PepsiCo is set to announce its Q2 2025 earnings on July 17. Analysts predict a decline in both top and bottom lines, with the Zacks Consensus Estimate suggesting reduced earnings per share (EPS). EPS expectations have been downgraded by 13.5% over the past year, from $2.37 to $2.05. The company has already lowered its 2025 earnings forecast, citing increased supply chain costs, tariffs, and macroeconomic volatility. These factors, along with unfavorable foreign exchange rates, are expected to impact revenue and EPS growth. Despite these challenges, analysts maintain a "Buy" rating, with a price target of $153.62, suggesting a potential 13.57% upside in stock price. However, the subdued consumer environment and ongoing global trade uncertainties remain significant hurdles. PepsiCo's leadership is focused on mitigating rising supply chain costs while maintaining operational stability and consumer trust.

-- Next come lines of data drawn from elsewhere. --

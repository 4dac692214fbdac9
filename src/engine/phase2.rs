use chrono::{Duration, NaiveDateTime};

use crate::model::*;

use super::DayContext;
use super::availability::{Claims, check_worker_in_span};
use super::eligibility::segment_eligible_workers;

/// Workers who may perform the follow-up and are free for `span`.
pub(super) fn phase2_candidates<'a>(
    ctx: &DayContext<'a>,
    name: &str,
    service_id: Option<&str>,
    span: &Span,
    claims: &Claims<'_>,
) -> Vec<&'a Worker> {
    segment_eligible_workers(ctx.workers(), name, service_id)
        .into_iter()
        .filter(|w| check_worker_in_span(ctx, w, span, claims).is_ok())
        .collect()
}

/// Eligible and available follow-up workers for a follow-up starting
/// `wait_minutes` after a phase-1 segment of `phase1_duration` minutes.
pub fn get_eligible_phase2_workers<'a>(
    ctx: &DayContext<'a>,
    follow_up: &FollowUp,
    phase1_start: NaiveDateTime,
    phase1_duration: Min,
) -> Vec<&'a Worker> {
    let minutes = |m: Min| Duration::minutes(i64::from(m.max(0)));
    let start_at = phase1_start + minutes(phase1_duration) + minutes(follow_up.wait_minutes);
    let end_at = start_at + minutes(follow_up.duration_minutes);
    let span = ctx.span_of(start_at, end_at);
    phase2_candidates(ctx, &follow_up.name, follow_up.service_id.as_deref(), &span, &Claims::new())
}

/// Deterministic pick: lightest day first, then ascending worker id.
pub fn auto_assign_phase2_worker<'a>(ctx: &DayContext<'_>, candidates: &[&'a Worker]) -> Option<&'a Worker> {
    candidates
        .iter()
        .copied()
        .min_by(|a, b| {
            ctx.busy_count(&a.id)
                .cmp(&ctx.busy_count(&b.id))
                .then_with(|| a.id.cmp(&b.id))
        })
}

pub(super) fn resolve_follow_up<'a>(
    ctx: &DayContext<'a>,
    slot: &FollowUpSlot,
    preferred: Option<&str>,
    phase1_worker: Option<&str>,
    claims: &Claims<'_>,
) -> Option<&'a Worker> {
    let span = ctx.span_of(slot.start_at, slot.end_at);
    let candidates = phase2_candidates(ctx, &slot.name, slot.service_id.as_deref(), &span, claims);
    let pick = |id: Option<&str>| id.and_then(|id| candidates.iter().copied().find(|w| w.id == id));

    pick(preferred)
        .or_else(|| pick(phase1_worker))
        .or_else(|| auto_assign_phase2_worker(ctx, &candidates))
}

/// Choose the follow-up worker: the customer's preference, else the phase-1
/// worker for continuity, else the deterministic auto-assignment.
pub fn resolve_phase2_worker<'a>(
    ctx: &DayContext<'a>,
    slot: &FollowUpSlot,
    preferred: Option<&str>,
    phase1_worker: Option<&str>,
) -> Option<&'a Worker> {
    resolve_follow_up(ctx, slot, preferred, phase1_worker, &Claims::new())
}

Historical Performance Review
In Q1 2025, PepsiCoPEP-- reported $17.92 billion in revenue, with net income at $1.84 billion and earnings per share (EPS) of $1.34. The gross profit was $9.99 billion. Despite a 1.2% rise in organic revenue, operating profit fell to $2.58 billion from $2.72 billion year-over-year. The PepsiCo Beverages North America division saw a 1% dip in organic revenue to $5.91 billion, with a 3% drop in volumes.
Additional News
PepsiCo has been proactive in addressing challenges posed by tariffs and macroeconomic fluctuations. The company has actively planned mitigation strategies for rising supply chain costs to minimize operational disruptions and maintain consumer and customer relationships. Furthermore, PepsiCo is expanding its product portfolio through strategic acquisitions, including a near-$2 billion deal to acquire Poppi, a functional soda brand. This move aligns with PepsiCo's strategy to diversify its offerings and capture new market segments. CEO Ramon Laguarta has emphasized the importance of ensuring long-term business health amidst the current volatile environment.
Summary & Outlook
PepsiCo faces a challenging financial environment with declining revenue and EPS forecasts, attributed to macroeconomic volatility and tariff-related supply chain costs. While the company has implemented strategies to mitigate these impacts, the subdued consumer landscape and uncertain global trade developments pose significant risks. However, the company's strategic acquisitions and diversification efforts, like the Poppi deal, provide growth opportunities. Overall, the outlook remains cautious, with a neutral stance on future prospects, given the balance between potential growth catalysts and prevailing financial risks.